What lines in the data hold the string "collect"? Show them.

(Beginning of THE DATA)

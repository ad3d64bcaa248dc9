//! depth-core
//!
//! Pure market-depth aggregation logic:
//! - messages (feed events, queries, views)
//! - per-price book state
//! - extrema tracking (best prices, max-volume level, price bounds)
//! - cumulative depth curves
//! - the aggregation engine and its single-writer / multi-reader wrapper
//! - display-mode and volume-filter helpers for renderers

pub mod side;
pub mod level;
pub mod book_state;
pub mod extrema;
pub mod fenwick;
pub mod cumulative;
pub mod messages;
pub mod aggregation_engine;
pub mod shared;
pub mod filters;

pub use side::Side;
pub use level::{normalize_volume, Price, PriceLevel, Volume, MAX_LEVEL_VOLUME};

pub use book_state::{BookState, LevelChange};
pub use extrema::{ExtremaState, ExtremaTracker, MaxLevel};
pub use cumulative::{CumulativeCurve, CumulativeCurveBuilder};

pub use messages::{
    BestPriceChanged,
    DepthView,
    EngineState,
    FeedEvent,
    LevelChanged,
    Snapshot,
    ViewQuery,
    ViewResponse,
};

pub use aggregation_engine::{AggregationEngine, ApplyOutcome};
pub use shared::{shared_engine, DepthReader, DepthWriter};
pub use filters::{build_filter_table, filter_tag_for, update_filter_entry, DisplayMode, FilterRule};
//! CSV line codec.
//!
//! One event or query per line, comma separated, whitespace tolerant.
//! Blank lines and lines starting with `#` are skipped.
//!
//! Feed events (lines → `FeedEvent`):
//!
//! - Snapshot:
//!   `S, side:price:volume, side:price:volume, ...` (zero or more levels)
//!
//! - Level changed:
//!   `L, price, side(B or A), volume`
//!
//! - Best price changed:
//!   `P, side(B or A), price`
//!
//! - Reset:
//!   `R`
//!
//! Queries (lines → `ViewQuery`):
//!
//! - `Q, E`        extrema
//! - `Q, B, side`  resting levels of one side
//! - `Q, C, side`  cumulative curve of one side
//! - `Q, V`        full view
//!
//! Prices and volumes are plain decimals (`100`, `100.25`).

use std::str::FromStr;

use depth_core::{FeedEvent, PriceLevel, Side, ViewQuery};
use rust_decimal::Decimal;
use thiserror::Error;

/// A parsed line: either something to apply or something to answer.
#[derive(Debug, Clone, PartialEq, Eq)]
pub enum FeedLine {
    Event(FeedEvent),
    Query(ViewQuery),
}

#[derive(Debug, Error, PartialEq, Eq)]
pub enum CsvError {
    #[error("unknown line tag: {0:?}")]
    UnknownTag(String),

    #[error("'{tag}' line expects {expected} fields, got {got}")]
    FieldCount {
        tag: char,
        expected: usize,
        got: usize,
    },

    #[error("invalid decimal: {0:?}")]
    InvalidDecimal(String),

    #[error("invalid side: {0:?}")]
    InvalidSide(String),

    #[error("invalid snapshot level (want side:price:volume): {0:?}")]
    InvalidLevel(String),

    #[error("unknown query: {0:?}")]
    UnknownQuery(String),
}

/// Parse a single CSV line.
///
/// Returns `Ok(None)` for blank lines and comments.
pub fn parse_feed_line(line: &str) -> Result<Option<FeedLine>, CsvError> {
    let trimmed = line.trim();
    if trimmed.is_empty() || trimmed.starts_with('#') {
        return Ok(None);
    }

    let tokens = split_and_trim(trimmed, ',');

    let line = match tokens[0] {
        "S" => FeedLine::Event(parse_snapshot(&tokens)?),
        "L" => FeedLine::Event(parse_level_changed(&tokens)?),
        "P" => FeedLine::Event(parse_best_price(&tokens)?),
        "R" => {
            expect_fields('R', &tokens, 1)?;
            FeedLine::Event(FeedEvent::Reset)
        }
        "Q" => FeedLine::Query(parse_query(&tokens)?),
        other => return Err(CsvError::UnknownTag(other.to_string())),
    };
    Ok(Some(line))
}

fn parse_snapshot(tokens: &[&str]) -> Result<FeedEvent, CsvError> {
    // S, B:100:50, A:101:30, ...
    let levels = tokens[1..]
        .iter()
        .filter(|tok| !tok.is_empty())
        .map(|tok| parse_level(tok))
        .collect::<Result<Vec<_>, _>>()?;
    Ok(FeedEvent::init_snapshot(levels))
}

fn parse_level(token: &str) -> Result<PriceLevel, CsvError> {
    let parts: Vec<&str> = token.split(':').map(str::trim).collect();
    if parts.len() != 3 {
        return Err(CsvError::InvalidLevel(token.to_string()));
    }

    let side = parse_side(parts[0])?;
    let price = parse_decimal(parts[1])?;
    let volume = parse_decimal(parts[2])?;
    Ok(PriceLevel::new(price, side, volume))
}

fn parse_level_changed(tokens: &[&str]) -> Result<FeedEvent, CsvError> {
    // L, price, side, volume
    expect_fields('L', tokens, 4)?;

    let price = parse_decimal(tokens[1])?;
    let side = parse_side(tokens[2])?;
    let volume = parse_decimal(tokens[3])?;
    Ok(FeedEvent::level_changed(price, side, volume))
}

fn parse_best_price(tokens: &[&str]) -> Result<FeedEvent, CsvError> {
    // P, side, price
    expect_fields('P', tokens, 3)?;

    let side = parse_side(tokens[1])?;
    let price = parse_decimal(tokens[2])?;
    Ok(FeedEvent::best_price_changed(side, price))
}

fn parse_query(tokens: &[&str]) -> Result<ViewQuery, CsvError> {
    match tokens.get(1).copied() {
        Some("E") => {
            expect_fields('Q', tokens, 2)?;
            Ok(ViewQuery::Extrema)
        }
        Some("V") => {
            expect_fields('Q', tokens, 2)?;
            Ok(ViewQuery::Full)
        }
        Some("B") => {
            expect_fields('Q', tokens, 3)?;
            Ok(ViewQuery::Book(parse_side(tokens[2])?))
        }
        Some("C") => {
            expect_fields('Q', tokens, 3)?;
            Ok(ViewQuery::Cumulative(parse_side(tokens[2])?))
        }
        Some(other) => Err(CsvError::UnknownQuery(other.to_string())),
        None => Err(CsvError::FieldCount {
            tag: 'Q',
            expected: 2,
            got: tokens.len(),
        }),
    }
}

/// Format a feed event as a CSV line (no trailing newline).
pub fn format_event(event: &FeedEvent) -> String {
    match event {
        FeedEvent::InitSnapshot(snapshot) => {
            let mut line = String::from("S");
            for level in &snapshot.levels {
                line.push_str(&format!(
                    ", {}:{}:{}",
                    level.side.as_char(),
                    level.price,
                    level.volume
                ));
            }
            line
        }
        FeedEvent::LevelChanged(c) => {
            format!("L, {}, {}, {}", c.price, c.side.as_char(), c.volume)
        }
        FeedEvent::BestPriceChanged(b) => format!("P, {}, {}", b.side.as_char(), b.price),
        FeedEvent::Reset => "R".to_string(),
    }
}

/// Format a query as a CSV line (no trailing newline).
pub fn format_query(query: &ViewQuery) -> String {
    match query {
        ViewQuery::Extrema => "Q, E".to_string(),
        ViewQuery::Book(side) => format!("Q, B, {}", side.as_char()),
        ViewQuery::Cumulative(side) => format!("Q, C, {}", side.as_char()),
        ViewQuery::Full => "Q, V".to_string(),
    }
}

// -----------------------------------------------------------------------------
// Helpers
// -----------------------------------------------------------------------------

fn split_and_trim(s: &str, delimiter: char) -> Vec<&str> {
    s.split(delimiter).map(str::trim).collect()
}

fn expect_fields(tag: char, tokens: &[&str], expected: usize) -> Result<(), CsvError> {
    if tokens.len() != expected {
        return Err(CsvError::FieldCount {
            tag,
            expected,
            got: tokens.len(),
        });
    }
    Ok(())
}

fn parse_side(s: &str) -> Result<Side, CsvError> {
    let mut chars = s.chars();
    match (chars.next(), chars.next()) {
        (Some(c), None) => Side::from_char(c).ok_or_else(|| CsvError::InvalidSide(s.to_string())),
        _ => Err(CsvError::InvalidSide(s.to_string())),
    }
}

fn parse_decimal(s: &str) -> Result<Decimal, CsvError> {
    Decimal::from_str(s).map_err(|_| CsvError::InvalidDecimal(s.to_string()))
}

(End of THE DATA)

## OUTPUT FOR THIS EXERCISE
        .collect::<Result<Vec<_>, _>>()?;
    let parts: Vec<&str> = token.split(':').map(str::trim).collect();
    s.split(delimiter).map(str::trim).collect()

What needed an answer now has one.